DUBAI, UNITED ARAB EMIRATES ñ Aug 5: View of the Villas at Meadows in Dubai. (Pawan Singh / The National) *** Local Caption ***  PS013- MEADOWS.jpgPS013- MEADOWS.jpg
Two bedroom villas in The Meadows are priced between Dh200,000 and Dh280,000 a year.

Villa lifestyle slipping out of reach



The chances of renting a modestly sized house in Dubai for less than Dh200,000 a year has all but ended, putting the emirate's idyllic villa lifestyle out of many people's reach. Two-bedroom villas in popular communities such as Arabian Ranches, The Springs and The Meadows are being priced by estate agents and on online forums at between Dh200,000 (US$54,440) and Dh280,000 a year.

With three and four-bedroom houses typically renting at more than Dh300,000 and Dh400,000 respectively, it now costs about Dh100,000 per bedroom to afford the house and garden lifestyle that many residents seek, the same price a two-bedroom villa rented for almost two years ago. Many couples planning to start a family or who have young children say they have no choice but to adjust their expectations and seek accommodation in apartment complexes such as International City, Dubai Marina and Jumeirah Lakes Towers.
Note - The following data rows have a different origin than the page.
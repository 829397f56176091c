//! HTTP client tests against a mock attendance service

use assert_matches::assert_matches;
use attendance_sync::client::remote::IDEMPOTENCY_HEADER;
use attendance_sync::client::local_db::LocalDatabase;
use attendance_sync::client::offline::DeferralReason;
use attendance_sync::client::{
    AppContext, Config, GatewayOutcome, HttpRemote, RemoteError, RemoteRequest, RemoteService,
};
use attendance_sync::shared::{
    ActionEnvelope, ActionPayload, AppConfig, Coordinates, HttpMethod, NewUser, PhotoBlob,
};
use pretty_assertions::assert_eq;
use serde_json::{json, Value};
use std::sync::Arc;
use uuid::Uuid;
use wiremock::matchers::{body_json, header, method, path};
use wiremock::{Mock, MockServer, ResponseTemplate};

fn remote_for(url: &str) -> HttpRemote {
    let config = Config::with_builder(
        AppConfig::builder()
            .server_url(url)
            .request_timeout_secs(2),
    )
    .unwrap();
    HttpRemote::new(config).unwrap()
}

#[tokio::test]
async fn test_fetch_users() {
    let server = MockServer::start().await;
    let users = json!([{ "id": "a1", "name": "Ana" }]);
    Mock::given(method("GET"))
        .and(path("/users"))
        .respond_with(ResponseTemplate::new(200).set_body_json(users.clone()))
        .expect(1)
        .mount(&server)
        .await;

    let remote = remote_for(&server.uri());
    let value = remote
        .execute(&RemoteRequest::FetchUsers, Uuid::new_v4())
        .await
        .unwrap();

    assert_eq!(value, users);
}

#[tokio::test]
async fn test_register_sends_idempotency_key() {
    let server = MockServer::start().await;
    let request_id = Uuid::new_v4();
    let user = NewUser::new("Ana", "ana@example.com", "secret");

    Mock::given(method("POST"))
        .and(path("/adduser"))
        .and(header(IDEMPOTENCY_HEADER, request_id.to_string().as_str()))
        .and(body_json(json!({
            "name": "Ana",
            "email": "ana@example.com",
            "password": "secret"
        })))
        .respond_with(
            ResponseTemplate::new(201).set_body_json(json!({ "message": "Usuario agregado" })),
        )
        .expect(1)
        .mount(&server)
        .await;

    let remote = remote_for(&server.uri());
    let value = remote
        .execute(&RemoteRequest::RegisterUser(user), request_id)
        .await
        .unwrap();

    assert_eq!(value["message"], "Usuario agregado");
}

#[tokio::test]
async fn test_application_error_keeps_status_and_body() {
    let server = MockServer::start().await;
    Mock::given(method("POST"))
        .and(path("/adduser"))
        .respond_with(
            ResponseTemplate::new(400).set_body_json(json!({ "error": "Campos requeridos" })),
        )
        .mount(&server)
        .await;

    let remote = remote_for(&server.uri());
    let err = remote
        .execute(
            &RemoteRequest::RegisterUser(NewUser::new("", "", "")),
            Uuid::new_v4(),
        )
        .await
        .unwrap_err();

    assert_eq!(
        err,
        RemoteError::Application {
            status: 400,
            body: json!({ "error": "Campos requeridos" })
        }
    );
    assert!(!err.is_connectivity());
}

#[tokio::test]
async fn test_text_error_body_is_wrapped() {
    let server = MockServer::start().await;
    Mock::given(method("POST"))
        .and(path("/api/attendance"))
        .respond_with(ResponseTemplate::new(500).set_body_string("Internal Server Error"))
        .mount(&server)
        .await;

    let remote = remote_for(&server.uri());
    let err = remote
        .execute(
            &RemoteRequest::SubmitAttendance(attendance_sync::shared::AttendanceRecord::now("a1")),
            Uuid::new_v4(),
        )
        .await
        .unwrap_err();

    assert_matches!(
        err,
        RemoteError::Application { status: 500, body: Value::String(ref text) } if text == "Internal Server Error"
    );
}

#[tokio::test]
async fn test_empty_success_body_is_null() {
    let server = MockServer::start().await;
    Mock::given(method("POST"))
        .and(path("/api/attendance"))
        .respond_with(ResponseTemplate::new(204))
        .mount(&server)
        .await;

    let remote = remote_for(&server.uri());
    let value = remote
        .execute(
            &RemoteRequest::SubmitAttendance(attendance_sync::shared::AttendanceRecord::now("a1")),
            Uuid::new_v4(),
        )
        .await
        .unwrap();

    assert_eq!(value, Value::Null);
}

#[tokio::test]
async fn test_unreachable_server_is_connectivity_error() {
    let remote = remote_for("http://127.0.0.1:1");

    let err = remote
        .execute(&RemoteRequest::FetchUsers, Uuid::new_v4())
        .await
        .unwrap_err();

    assert!(err.is_connectivity());
    assert!(!remote.probe().await);
}

#[tokio::test]
async fn test_probe_counts_any_answer() {
    let server = MockServer::start().await;
    // No mock mounted: wiremock answers 404
    let remote = remote_for(&server.uri());
    assert!(remote.probe().await);
}

#[tokio::test]
async fn test_photo_upload_is_multipart() {
    let server = MockServer::start().await;
    Mock::given(method("POST"))
        .and(path("/api/upload-photo"))
        .respond_with(ResponseTemplate::new(200).set_body_json(json!({ "ok": true })))
        .expect(1)
        .mount(&server)
        .await;

    let remote = remote_for(&server.uri());
    remote
        .execute(
            &RemoteRequest::UploadPhoto {
                filename: "photo_test.jpg".to_string(),
                photo: PhotoBlob::jpeg(vec![0xFF, 0xD8, 0xFF]),
                location: Some(Coordinates::new(19.43, -99.13)),
            },
            Uuid::new_v4(),
        )
        .await
        .unwrap();

    let requests = server.received_requests().await.unwrap();
    let content_type = requests[0]
        .headers
        .get("content-type")
        .unwrap()
        .to_str()
        .unwrap()
        .to_string();
    assert!(content_type.starts_with("multipart/form-data"));

    let body = String::from_utf8_lossy(&requests[0].body);
    assert!(body.contains("name=\"photo\"; filename=\"photo_test.jpg\""));
    assert!(body.contains("name=\"location\""));
    assert!(body.contains("19.43"));
}

#[tokio::test]
async fn test_generic_envelope_posts_to_sync_endpoint() {
    let server = MockServer::start().await;
    let envelope = ActionEnvelope::new(ActionPayload::GenericHttp {
        method: HttpMethod::Delete,
        endpoint: "/api/users/7".to_string(),
        body: None,
    });

    Mock::given(method("POST"))
        .and(path("/api/sync"))
        .and(header(IDEMPOTENCY_HEADER, envelope.id.to_string().as_str()))
        .and(body_json(serde_json::to_value(&envelope).unwrap()))
        .respond_with(ResponseTemplate::new(200))
        .expect(1)
        .mount(&server)
        .await;

    let remote = remote_for(&server.uri());
    remote
        .execute(&RemoteRequest::SyncEnvelope(envelope.clone()), envelope.id)
        .await
        .unwrap();
}

#[tokio::test]
async fn test_bodiless_gateway_error_is_connectivity() {
    let server = MockServer::start().await;
    Mock::given(method("POST"))
        .and(path("/adduser"))
        .respond_with(ResponseTemplate::new(503))
        .mount(&server)
        .await;

    let remote = remote_for(&server.uri());
    let err = remote
        .execute(
            &RemoteRequest::RegisterUser(NewUser::new("Ana", "ana@example.com", "secret")),
            Uuid::new_v4(),
        )
        .await
        .unwrap_err();

    assert!(err.is_connectivity());
}

#[tokio::test]
async fn test_service_json_on_503_is_application_error() {
    let server = MockServer::start().await;
    let body = json!({ "error": "En mantenimiento" });
    Mock::given(method("POST"))
        .and(path("/adduser"))
        .respond_with(ResponseTemplate::new(503).set_body_json(body.clone()))
        .mount(&server)
        .await;

    let remote = remote_for(&server.uri());
    let err = remote
        .execute(
            &RemoteRequest::RegisterUser(NewUser::new("Ana", "ana@example.com", "secret")),
            Uuid::new_v4(),
        )
        .await
        .unwrap_err();

    assert_eq!(err, RemoteError::Application { status: 503, body });
}

async fn context_against(uri: &str) -> AppContext {
    let config = Config::with_builder(
        AppConfig::builder()
            .server_url(uri)
            .request_timeout_secs(2),
    )
    .unwrap();
    let remote = Arc::new(HttpRemote::new(config.clone()).unwrap());
    let db = Arc::new(LocalDatabase::in_memory().await.unwrap());
    AppContext::with_database(config, db, remote, true).await
}

#[tokio::test]
async fn test_write_behind_failing_proxy_is_deferred() {
    let server = MockServer::start().await;
    Mock::given(method("POST"))
        .and(path("/adduser"))
        .respond_with(ResponseTemplate::new(502))
        .mount(&server)
        .await;

    let context = context_against(&server.uri()).await;
    let outcome = context
        .gateway()
        .execute_or_defer(RemoteRequest::RegisterUser(NewUser::new(
            "Ana",
            "ana@example.com",
            "secret",
        )))
        .await
        .unwrap();

    assert_matches!(
        outcome,
        GatewayOutcome::Deferred(ref receipt)
            if matches!(receipt.reason, DeferralReason::ConnectivityFailure { .. })
    );
    assert_eq!(context.queue().pending_len().await, 1);
}

#[tokio::test]
async fn test_replay_behind_failing_proxy_stays_queued() {
    let server = MockServer::start().await;
    Mock::given(method("POST"))
        .and(path("/api/attendance"))
        .respond_with(ResponseTemplate::new(504))
        .mount(&server)
        .await;

    let context = context_against(&server.uri()).await;
    context.monitor().apply_signal(false);
    context
        .gateway()
        .execute_or_defer(RemoteRequest::SubmitAttendance(
            attendance_sync::shared::AttendanceRecord::now("a1"),
        ))
        .await
        .unwrap();
    context.monitor().apply_signal(true);

    let outcome = context.synchronizer().sync().await;
    let report = outcome.report().unwrap();
    assert_eq!((report.failed, report.rejected), (1, 0));
    assert_eq!(context.queue().pending_len().await, 1);
    assert!(context.dead_letters().all().await.is_empty());
}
Medhad Ibrahim, an Egyptian living in Sharjah, who will soon get married and plans to raise a family near where he works in Dubai, said: "I don't want to bring up my children in an apartment. I want to let them have a garden to play in, but I have no choice. Not all of us are on monthly salaries of Dh20,000." Vincent Easton, the sales director at Sherwoods Independent Property Consultants, highlighted a case where a newly arrived family in Dubai had expected to secure a villa, but soon realised that their Dh120,000-a-year housing allowance fell Dh100,000 below the amount required.
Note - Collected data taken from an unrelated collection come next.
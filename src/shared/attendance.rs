//! Attendance domain records
//!
//! The payloads exchanged with the remote service: users, registration
//! requests, attendance records, coordinates and captured photos.

use crate::shared::error::SharedError;
use chrono::{DateTime, Utc};
use serde::{Deserialize, Serialize};
use serde_json::{Map, Value};

/// A user as returned by `GET /users`. The password never leaves the server.
#[derive(Debug, Clone, PartialEq, Serialize, Deserialize)]
pub struct User {
    pub id: String,
    pub name: String,
    #[serde(default, skip_serializing_if = "Option::is_none")]
    pub email: Option<String>,
    /// Any extra profile fields the server stores
    #[serde(flatten)]
    pub extra: Map<String, Value>,
}

/// Body of `POST /adduser`
#[derive(Debug, Clone, PartialEq, Eq, Serialize, Deserialize)]
pub struct NewUser {
    pub name: String,
    pub email: String,
    pub password: String,
}

impl NewUser {
    pub fn new(
        name: impl Into<String>,
        email: impl Into<String>,
        password: impl Into<String>,
    ) -> Self {
        Self {
            name: name.into(),
            email: email.into(),
            password: password.into(),
        }
    }

    /// The server answers 400 "Campos requeridos" for any empty field; catch it
    /// before the request is sent or queued.
    pub fn validate(&self) -> Result<(), SharedError> {
        for (field, value) in [
            ("name", &self.name),
            ("email", &self.email),
            ("password", &self.password),
        ] {
            if value.trim().is_empty() {
                return Err(SharedError::validation(field, "Campos requeridos"));
            }
        }
        Ok(())
    }
}

/// A geolocation reading
#[derive(Debug, Clone, PartialEq, Serialize, Deserialize)]
pub struct Coordinates {
    pub latitude: f64,
    pub longitude: f64,
    /// Accuracy radius in meters, when the platform reports one
    #[serde(default, skip_serializing_if = "Option::is_none")]
    pub accuracy_m: Option<f64>,
    pub captured_at: DateTime<Utc>,
}

impl Coordinates {
    pub fn new(latitude: f64, longitude: f64) -> Self {
        Self {
            latitude,
            longitude,
            accuracy_m: None,
            captured_at: Utc::now(),
        }
    }
}

/// Body of `POST /api/attendance`
#[derive(Debug, Clone, PartialEq, Serialize, Deserialize)]
pub struct AttendanceRecord {
    pub user_id: String,
    pub recorded_at: DateTime<Utc>,
    #[serde(default, skip_serializing_if = "Option::is_none")]
    pub location: Option<Coordinates>,
    #[serde(default, skip_serializing_if = "Option::is_none")]
    pub note: Option<String>,
}

impl AttendanceRecord {
    /// Attendance for `user_id` recorded now
    pub fn now(user_id: impl Into<String>) -> Self {
        Self {
            user_id: user_id.into(),
            recorded_at: Utc::now(),
            location: None,
            note: None,
        }
    }

    pub fn with_location(mut self, location: Coordinates) -> Self {
        self.location = Some(location);
        self
    }
}

/// A captured photo. Whoever holds it owns the bytes; handing it to the
/// network layer or the photo store moves it.
#[derive(Clone, PartialEq, Eq)]
pub struct PhotoBlob {
    pub bytes: Vec<u8>,
    pub content_type: String,
}

impl PhotoBlob {
    pub fn new(bytes: Vec<u8>, content_type: impl Into<String>) -> Self {
        Self {
            bytes,
            content_type: content_type.into(),
        }
    }

    pub fn jpeg(bytes: Vec<u8>) -> Self {
        Self::new(bytes, "image/jpeg")
    }

    pub fn len(&self) -> usize {
        self.bytes.len()
    }

    pub fn is_empty(&self) -> bool {
        self.bytes.is_empty()
    }
}

// Photos can be megabytes; keep them out of debug logs.
impl std::fmt::Debug for PhotoBlob {
    fn fmt(&self, f: &mut std::fmt::Formatter<'_>) -> std::fmt::Result {
        f.debug_struct("PhotoBlob")
            .field("content_type", &self.content_type)
            .field("len", &self.bytes.len())
            .finish()
    }
}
The view of Dubai as an essentially villa-based community has given way to an acceptance that life in an apartment is the most feasible option, added Ryan Mahoney, the managing director of Better Homes. Mr Mahoney said the average rent for a two-bedroom villa in Arabian Ranches had climbed 241 per cent since 2005. Although rent increases in Dubai are capped at five per cent, there is no restriction on increases for contracts with new tenants. The Dubai Government has yet to announce next year's rent cap law, but there are rumours it will set benchmark rates throughout the city.

Despite the lofty rates, Dubai's limited number of small villas are still in strong demand, indicating that prices still have not reached their peak. "We've got a few [two-bedroom] villas in The Springs for Dh200,000, but you need to move very quickly for them," said Mr Easton. A search on the website dubizzle.com for yesterday's listings of two-bedroom villas for rent in Dubai revealed only six available properties, two of which were priced just below Dh200,000 a year.

Although local estate agents each listed dozens of villas for rent, very few were below the Dh100,000-a-bedroom figure. Two-bedroom villas in The Springs typically started at Dh220,000 and were priced from Dh250,000 in Arabian Ranches. Although villas were available in Al Barsha, Palm Jumeirah, Green Community and Jumeirah Islands, they were mostly larger and more expensive. Only the completion of hundreds of villas and townhouses at Nakheel's Dh5 billion (US$1.36bn) Jumeirah Village project is expected to ease the supply shortage of modestly sized houses.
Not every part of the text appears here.